Alice Longyu Gao

Before 2019, Alice Longyu Gao was known in downtown Manhattan clubs for her Harajuku-inspired fashion sense, energetic DJ sets, and, occasionally, releasing music that sought to translate her jester-like personality into well-written pop songs. Then, her song “Rich Bitch Juice,” produced by 100 gecs’ Dylan Brady, raised the stakes. Its menacing synths sounded like a demented nursery toy. Gao’s delivery, like an irritated heiress—“Some people say I look very sad/I’m just having my resting bitch face”—was comically relatable. Most importantly, its chanted hook was hypnotically catchy.

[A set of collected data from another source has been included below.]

//! Account identifier: an Ed25519 public key.

use serde::{Deserialize, Serialize};
use std::fmt;
use std::str::FromStr;

use crate::error::{decode_hex, TypesError};

/// A 32-byte account, equal to the account's Ed25519 public key.
///
/// Representatives are accounts too; the weight oracle keys on this type.
#[derive(Clone, Copy, Default, PartialEq, Eq, PartialOrd, Ord, Hash, Serialize, Deserialize)]
pub struct Account([u8; 32]);

impl Account {
    /// Text prefix used by `Display` and accepted by `FromStr`.
    pub const PREFIX: &'static str = "lat_";

    pub const ZERO: Self = Self([0u8; 32]);

    pub fn new(bytes: [u8; 32]) -> Self {
        Self(bytes)
    }

    pub fn as_bytes(&self) -> &[u8; 32] {
        &self.0
    }

    pub fn is_zero(&self) -> bool {
        self.0 == [0u8; 32]
    }
}

impl fmt::Debug for Account {
    fn fmt(&self, f: &mut fmt::Formatter<'_>) -> fmt::Result {
        write!(f, "Account({}{}\u{2026})", Self::PREFIX, hex::encode(&self.0[..4]))
    }
}

impl fmt::Display for Account {
    fn fmt(&self, f: &mut fmt::Formatter<'_>) -> fmt::Result {
        write!(f, "{}{}", Self::PREFIX, hex::encode(self.0))
    }
}

impl FromStr for Account {
    type Err = TypesError;

    fn from_str(s: &str) -> Result<Self, Self::Err> {
        let body = s
            .strip_prefix(Self::PREFIX)
            .ok_or_else(|| TypesError::InvalidAccount(s.to_string()))?;
        decode_hex::<32>(body).map(Self)
    }
}

#[cfg(test)]
mod tests {
    use super::*;

    #[test]
    fn display_then_parse() {
        let account = Account::new([7; 32]);
        let text = account.to_string();
        assert!(text.starts_with("lat_"));
        assert_eq!(text.parse::<Account>().unwrap(), account);
    }

    #[test]
    fn parse_requires_prefix() {
        let err = "07".repeat(32).parse::<Account>().unwrap_err();
        assert!(matches!(err, TypesError::InvalidAccount(_)));
    }

    #[test]
    fn zero_account() {
        assert!(Account::ZERO.is_zero());
        assert!(!Account::new([1; 32]).is_zero());
    }
}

Suddenly, Gao’s absurdist take on pop music was in line with a freshly popular hyperpop scene, characterized by heavily autotuned vocals, trap beats, mechanical clanks, and an electro-maximalist production. But after the initial sugar rush, things quickly became more angsty, and the next generation of artists like Glaive and ericdoa doubled down on moody subject matter and emotive singing, far from the campy rapping and simple melodic hooks of Gao’s early material. Her first standalone EP, High Dragon and Universe, including none of her early singles, reintroduces Gao as a chaotic party starter. In a scene mostly built by teenagers holed up in bedroom studios, she made her name yelling on top of the DJ booth in an assless rococo dress, which is the same attitude she brings to her music. It is exhilarating and unabashedly silly. Highlights like “DTM” and “Bleeding in the Studio”—the latter co-produced by Gao, who normally outsources beats—smooth out her rougher edges without sacrificing her eccentric personality.

“Kanpai,” which means cheers in Chinese, Japanese, and Korean, is her strongest song yet. Sugary to the point of being grating, its childlike chorus brings to mind SOPHIE’s “Bipp.” But “Kanpai” sets a benchmark the rest of the release can’t live up to. For the first time, Gao sounds like she is glomming onto trends: Chugging guitars lifted from the 2000s pop-punk bands like Sum 41? Straight from the 100 gecs playbook. Trap hi-hats and bass? Check. High BPMs borrowed from nightcore edits? Textbook.

What saves Gao’s music from being formulaic is her confidence and humor. “I’m your teacher, you’re suspended!” she yells on “100 Boyfriends.” She raps and sings with a madcap twinkle in her eyes as she takes aim at her peers at the Soho House or at the rave: “Pretty white boy got hella issues,” she mocks in a baby voice on “Never Coming Back.” Before the dubstep-esque breakdown on “DTM,” she shouts, “Skrillex!”

High Dragon and Universe is a good translation of Gao’s personality but falters when it tampers her star power and hooks with the angst of the moment. “Underrated Popstar” is Gao’s entry in the time-honored tradition of songs about internet trolls. “Shut up! Keep streaming my song,” Gao barks before spiraling on the bridge: “What do I do if I never pop off? Fold tacky sock at the local Walmart?” It’s a jokey send up of stan culture and the pressure on young artists. But even as she mocks these expectations and genre conventions, Gao still hasn’t quite found a way to move beyond them.